Chroniques à Vélo:

Publi le mardi 14 septembre 2004

Mardi 14 septembre 2004
Une passe dans ma tête

 

Cinq !

Première fois cette année que nous nous retrouvons cinq pour grimper la montagne.

 

Je les ai vues jaillir à la descente de l’auto ! Deux paires de quatre. Huit ! En fait. Sculpturaux ! Définis ! Dès que mes yeux se sont posé sur les quadriceps de J-F, j’ai pris 15 livres. Ma bouche s’est immédiatement fermée. Incapable d’annoncer que je suis, à ce moment, à cette vue, devenu balaise, que j’ai, à ce moment précis, sans prévenir, les grosses jambes, que je suis collé…

 

Il faut que je dise une connerie… Je ne peux me laisser envahir… par la défaite. Dans ma tête, une petite équation se dessine. 

 

La musculature + le VO2max très élevé de J-F = capacité qu’il me fasse mal.

 

Et si je prenais la tête ?

 

Je serais le premier des cinq. J’imposerais mon rythme. Je deviendrais le Daïla Lama du Mont-Chauve. Il faut leur laisser l’impression que je suis en plein contrôle de mes moyens, de ma capacité physique au cours de 12 prochains kilomètres. Que chacun de mes pas guideront, vers le sommet, mes quatre partenaires.

 

C’est plutôt Paul, le fidèle, qui prend la tête. Philippe, la bête et Robert, le géant à la voix caverneuse le suivent.  Je m’insère entre les deux laissant la dernière place à J-F . Tout coureur sait que le dernier a plus de chance de faire l’élastique.
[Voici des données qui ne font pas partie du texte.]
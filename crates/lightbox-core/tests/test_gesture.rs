mod common;

use approx::assert_relative_eq;
use lightbox_core::geometry::{resting_transform, ImageSize, Transform, Translate};
use lightbox_core::gesture::{
    classify_move, classify_release, GestureConfig, GestureContext, GestureDelta, GestureKind,
    GestureSession, ReleaseKind, Velocity,
};

use common::{ms, one_touch, phone, small_portrait, tall_image, two_touches, wide_image};

fn context(image: ImageSize, config: &GestureConfig) -> GestureContext<'_> {
    GestureContext {
        image,
        viewport: phone(),
        resting: resting_transform(image, phone()).unwrap(),
        config,
    }
}

fn session_at_rest(ctx: &GestureContext<'_>, touches: &[lightbox_core::geometry::Point]) -> GestureSession {
    GestureSession::new(touches, ctx.resting, ms(0), None)
}

// ---------------------------------------------------------------------------
// GestureSession
// ---------------------------------------------------------------------------

#[test]
fn test_session_records_baseline() {
    let session = GestureSession::new(&two_touches(100.0), Transform::default(), ms(5), None);
    assert_eq!(session.touch_count(), 2);
    assert_eq!(session.started_at(), ms(5));
    assert_relative_eq!(session.initial_distance(), 100.0);
    assert!(session.previous_tap().is_none());
}

#[test]
fn test_session_refresh_baseline() {
    let mut session = GestureSession::new(&one_touch(), Transform::default(), ms(0), None);
    assert_eq!(session.initial_distance(), 0.0);
    session.refresh_baseline(&two_touches(80.0));
    assert_eq!(session.touch_count(), 2);
    assert_relative_eq!(session.initial_distance(), 80.0);
}

// ---------------------------------------------------------------------------
// classify_move: pinch
// ---------------------------------------------------------------------------

#[test]
fn test_pinch_scales_from_session_start() {
    let config = GestureConfig::default();
    let ctx = context(small_portrait(), &config);
    let mut session = session_at_rest(&ctx, &two_touches(100.0));

    let effect = classify_move(&mut session, &ctx, &two_touches(150.0), GestureDelta::default());
    assert_eq!(effect.kind, GestureKind::Pinch);
    assert_relative_eq!(effect.scale.unwrap(), 1.8, epsilon = 1e-5);
}

#[test]
fn test_pinch_zooms_about_viewport_centre() {
    let config = GestureConfig::default();
    let ctx = context(small_portrait(), &config);
    let mut session = session_at_rest(&ctx, &two_touches(100.0));

    // 540x1080 centred on the 400x800 viewport.
    let effect = classify_move(&mut session, &ctx, &two_touches(150.0), GestureDelta::default());
    assert_relative_eq!(effect.translate_x.unwrap(), -70.0, epsilon = 1e-3);
    assert_relative_eq!(effect.translate_y.unwrap(), -140.0, epsilon = 1e-3);
}

#[test]
fn test_pinch_clamped_to_max_scale() {
    let config = GestureConfig::default();
    let ctx = context(small_portrait(), &config);
    let mut session = session_at_rest(&ctx, &two_touches(100.0));

    let effect = classify_move(&mut session, &ctx, &two_touches(1000.0), GestureDelta::default());
    assert_relative_eq!(effect.scale.unwrap(), 5.0);
}

#[test]
fn test_pinch_clamped_to_resting_scale() {
    let config = GestureConfig::default();
    let ctx = context(wide_image(), &config);
    let mut session = session_at_rest(&ctx, &two_touches(100.0));

    let effect = classify_move(&mut session, &ctx, &two_touches(20.0), GestureDelta::default());
    assert_relative_eq!(effect.scale.unwrap(), 1.0 / 3.0, epsilon = 1e-6);
}

#[test]
fn test_pinch_zero_initial_distance_skipped() {
    let config = GestureConfig::default();
    let ctx = context(small_portrait(), &config);
    let mut session = session_at_rest(&ctx, &two_touches(0.0));

    let effect = classify_move(&mut session, &ctx, &two_touches(150.0), GestureDelta::default());
    assert!(effect.scale.is_none());
    assert_ne!(effect.kind, GestureKind::Pinch);
}

#[test]
fn test_second_finger_refreshes_baseline() {
    let config = GestureConfig::default();
    let ctx = context(small_portrait(), &config);
    let mut session = session_at_rest(&ctx, &one_touch());

    // The joining finger becomes the new pinch baseline.
    let effect = classify_move(&mut session, &ctx, &two_touches(100.0), GestureDelta::default());
    assert_eq!(session.touch_count(), 2);
    assert_relative_eq!(effect.scale.unwrap(), 1.2, epsilon = 1e-5);

    let effect = classify_move(&mut session, &ctx, &two_touches(150.0), GestureDelta::default());
    assert_relative_eq!(effect.scale.unwrap(), 1.8, epsilon = 1e-5);
}

// ---------------------------------------------------------------------------
// classify_move: pan and dismiss preview
// ---------------------------------------------------------------------------

#[test]
fn test_horizontal_drag_at_rest_left_to_pager() {
    let config = GestureConfig::default();
    let ctx = context(wide_image(), &config);
    let mut session = session_at_rest(&ctx, &one_touch());

    let effect = classify_move(&mut session, &ctx, &one_touch(), GestureDelta::new(80.0, 2.0));
    assert_eq!(effect.kind, GestureKind::SwipePage);
    assert!(effect.translate_x.is_none());
    assert!(effect.scroll_enabled);
}

#[test]
fn test_vertical_drag_at_rest_previews_dismiss() {
    let config = GestureConfig::default();
    let ctx = context(wide_image(), &config);
    let mut session = session_at_rest(&ctx, &one_touch());

    let effect = classify_move(&mut session, &ctx, &one_touch(), GestureDelta::new(0.0, 100.0));
    assert_eq!(effect.kind, GestureKind::SwipeDismiss);
    assert_relative_eq!(effect.background_opacity.unwrap(), 0.3, epsilon = 1e-5);
    assert_relative_eq!(effect.translate_y.unwrap(), ctx.resting.translate.y + 100.0);
    assert!(!effect.scroll_enabled);
}

#[test]
fn test_dismiss_preview_opacity_capped() {
    let config = GestureConfig::default();
    let ctx = context(wide_image(), &config);
    let mut session = session_at_rest(&ctx, &one_touch());

    let effect = classify_move(&mut session, &ctx, &one_touch(), GestureDelta::new(0.0, -700.0));
    assert_eq!(effect.background_opacity, Some(1.0));
}

#[test]
fn test_tall_image_at_rest_has_no_dismiss_preview() {
    let config = GestureConfig::default();
    let ctx = context(tall_image(), &config);
    let mut session = session_at_rest(&ctx, &one_touch());

    let effect = classify_move(&mut session, &ctx, &one_touch(), GestureDelta::new(0.0, 50.0));
    assert!(effect.background_opacity.is_none());
    assert!(effect.translate_y.is_none());
}

#[test]
fn test_zoomed_image_pans_both_axes() {
    let config = GestureConfig::default();
    let ctx = context(small_portrait(), &config);
    let start = Transform::new(2.0, Translate::new(10.0, 20.0));
    let mut session = GestureSession::new(&one_touch(), start, ms(0), None);

    let effect = classify_move(&mut session, &ctx, &one_touch(), GestureDelta::new(-30.0, 40.0));
    assert_eq!(effect.kind, GestureKind::Pan);
    assert_eq!(effect.translate_x, Some(-20.0));
    assert_eq!(effect.translate_y, Some(60.0));
    assert!(effect.background_opacity.is_none());
}

// ---------------------------------------------------------------------------
// classify_release
// ---------------------------------------------------------------------------

#[test]
fn test_release_without_movement_is_tap() {
    let config = GestureConfig::default();
    let ctx = context(wide_image(), &config);
    let session = session_at_rest(&ctx, &one_touch());

    let decision = classify_release(
        &session,
        &ctx,
        GestureDelta::default(),
        Velocity::default(),
        ctx.resting.scale,
        ms(50),
    );
    assert_eq!(decision.kind, ReleaseKind::Tap);
    assert!(decision.scroll_enabled);
}

#[test]
fn test_second_tap_in_window_zooms_in() {
    let config = GestureConfig::default();
    let ctx = context(wide_image(), &config);
    let session = GestureSession::new(&one_touch(), ctx.resting, ms(100), Some(ms(10)));

    let decision = classify_release(
        &session,
        &ctx,
        GestureDelta::default(),
        Velocity::default(),
        ctx.resting.scale,
        ms(150),
    );
    assert_eq!(decision.kind, ReleaseKind::DoubleTap);
    assert_relative_eq!(decision.scale, 1.0, epsilon = 1e-5);
    // 1200x800 at 1x: centred horizontally, exactly filling the height.
    assert_relative_eq!(decision.translate.x, -400.0, epsilon = 1e-3);
    assert_relative_eq!(decision.translate.y, 0.0, epsilon = 1e-3);
    assert!(!decision.scroll_enabled);
}

#[test]
fn test_second_tap_when_zoomed_returns_to_rest() {
    let config = GestureConfig::default();
    let ctx = context(small_portrait(), &config);
    let zoomed = Transform::new(3.0, Translate::new(0.0, 0.0));
    let session = GestureSession::new(&one_touch(), zoomed, ms(100), Some(ms(20)));

    let decision = classify_release(
        &session,
        &ctx,
        GestureDelta::default(),
        Velocity::default(),
        3.0,
        ms(120),
    );
    assert_eq!(decision.kind, ReleaseKind::DoubleTap);
    assert_relative_eq!(decision.scale, 1.0);
    assert_relative_eq!(decision.translate.x, 50.0);
    assert_relative_eq!(decision.translate.y, 100.0);
}

#[test]
fn test_tap_outside_window_is_single_tap() {
    let config = GestureConfig::default();
    let ctx = context(wide_image(), &config);
    let session = GestureSession::new(&one_touch(), ctx.resting, ms(400), Some(ms(10)));

    let decision = classify_release(
        &session,
        &ctx,
        GestureDelta::default(),
        Velocity::default(),
        ctx.resting.scale,
        ms(410),
    );
    assert_eq!(decision.kind, ReleaseKind::Tap);
}

#[test]
fn test_fast_vertical_fling_at_rest_dismisses() {
    let config = GestureConfig::default();
    let ctx = context(wide_image(), &config);
    let session = session_at_rest(&ctx, &one_touch());

    let decision = classify_release(
        &session,
        &ctx,
        GestureDelta::new(0.0, 100.0),
        Velocity::new(0.0, 1.5),
        ctx.resting.scale,
        ms(200),
    );
    assert_eq!(decision.kind, ReleaseKind::Dismiss);
    let target = decision.dismiss_y.unwrap();
    assert_relative_eq!(target, ctx.resting.translate.y + 600.0, epsilon = 1e-3);
}

#[test]
fn test_dismiss_ignores_horizontal_velocity() {
    let config = GestureConfig::default();
    let ctx = context(wide_image(), &config);
    let session = session_at_rest(&ctx, &one_touch());

    let decision = classify_release(
        &session,
        &ctx,
        GestureDelta::new(250.0, 80.0),
        Velocity::new(5.0, 1.2),
        ctx.resting.scale,
        ms(200),
    );
    assert_eq!(decision.kind, ReleaseKind::Dismiss);
    assert_relative_eq!(decision.translate.x, ctx.resting.translate.x, epsilon = 1e-3);
    let target = decision.dismiss_y.unwrap();
    assert_relative_eq!(target, ctx.resting.translate.y + 480.0, epsilon = 1e-3);
}

#[test]
fn test_dismiss_velocity_threshold_is_inclusive() {
    let config = GestureConfig::default();
    let ctx = context(wide_image(), &config);
    let session = session_at_rest(&ctx, &one_touch());

    let release = |vy: f32| {
        classify_release(
            &session,
            &ctx,
            GestureDelta::new(0.0, 100.0),
            Velocity::new(0.0, vy),
            ctx.resting.scale,
            ms(200),
        )
    };
    assert_eq!(release(1.1).kind, ReleaseKind::Dismiss);
    assert_eq!(release(-1.1).kind, ReleaseKind::Dismiss);
    assert_eq!(release(1.09).kind, ReleaseKind::Settle);
}

#[test]
fn test_slow_vertical_release_settles() {
    let config = GestureConfig::default();
    let ctx = context(wide_image(), &config);
    let session = session_at_rest(&ctx, &one_touch());

    let decision = classify_release(
        &session,
        &ctx,
        GestureDelta::new(0.0, 100.0),
        Velocity::new(0.0, 0.5),
        ctx.resting.scale,
        ms(200),
    );
    assert_eq!(decision.kind, ReleaseKind::Settle);
    assert!(decision.dismiss_y.is_none());
    assert_relative_eq!(decision.translate.y, ctx.resting.translate.y, epsilon = 1e-3);
}

#[test]
fn test_fling_when_zoomed_never_dismisses() {
    let config = GestureConfig::default();
    let ctx = context(small_portrait(), &config);
    let start = Transform::new(2.0, Translate::new(-100.0, -200.0));
    let session = GestureSession::new(&one_touch(), start, ms(0), None);

    let decision = classify_release(
        &session,
        &ctx,
        GestureDelta::new(0.0, 100.0),
        Velocity::new(0.0, 3.0),
        2.0,
        ms(100),
    );
    assert_eq!(decision.kind, ReleaseKind::Settle);
    // 300x600 at 2x: y limited to [-400, 0].
    assert_relative_eq!(decision.translate.y, -100.0);
}

#[test]
fn test_pinch_release_keeps_scale_and_clamps() {
    let config = GestureConfig::default();
    let ctx = context(small_portrait(), &config);
    let session = session_at_rest(&ctx, &two_touches(100.0));

    let decision = classify_release(
        &session,
        &ctx,
        GestureDelta::new(-400.0, 0.0),
        Velocity::default(),
        1.8,
        ms(100),
    );
    assert_eq!(decision.kind, ReleaseKind::Settle);
    assert_relative_eq!(decision.scale, 1.8);
    // Centred at -70, dragged to -470, stopped at the right edge.
    assert_relative_eq!(decision.translate.x, -140.0, epsilon = 1e-3);
    assert!(!decision.scroll_enabled);
}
De travailler plus fort pour suivre le groupe, de réagir plus tard à une accélération après avoir été ralenti au franchissement d’un obstacle.

 

L’entrée de la piste nous attend de l’autre côté de la 220. Instinctivement, la file indienne s’installe. La rosée de la matinée est encore fraîche sur les arbustes et l’herbe. La piste est sèche et large. Le soleil perce les feuillages. Une odeur, comme à chaque sortie en montagne, s’élève, s’infiltre en nous. La mémoire du nez s’efface. Tout est renouveau. L’esprit s’évade aux premières sueurs. L’effort apaise la crainte. La peur s’éjecte à chaque respiration.

 

Puis s’installe, au rythme du cœur, une douceur. Une douceur qui vient, qui reste et qui passe dans ma tête. Une douceur qui illumine. Bizarrement, je crois que c’est le bonheur qui s’installe sur ma tête. Ma tête se libère et laisse mon esprit franchir, seul, sans aide, la passe qui s’est créée dans ma tête.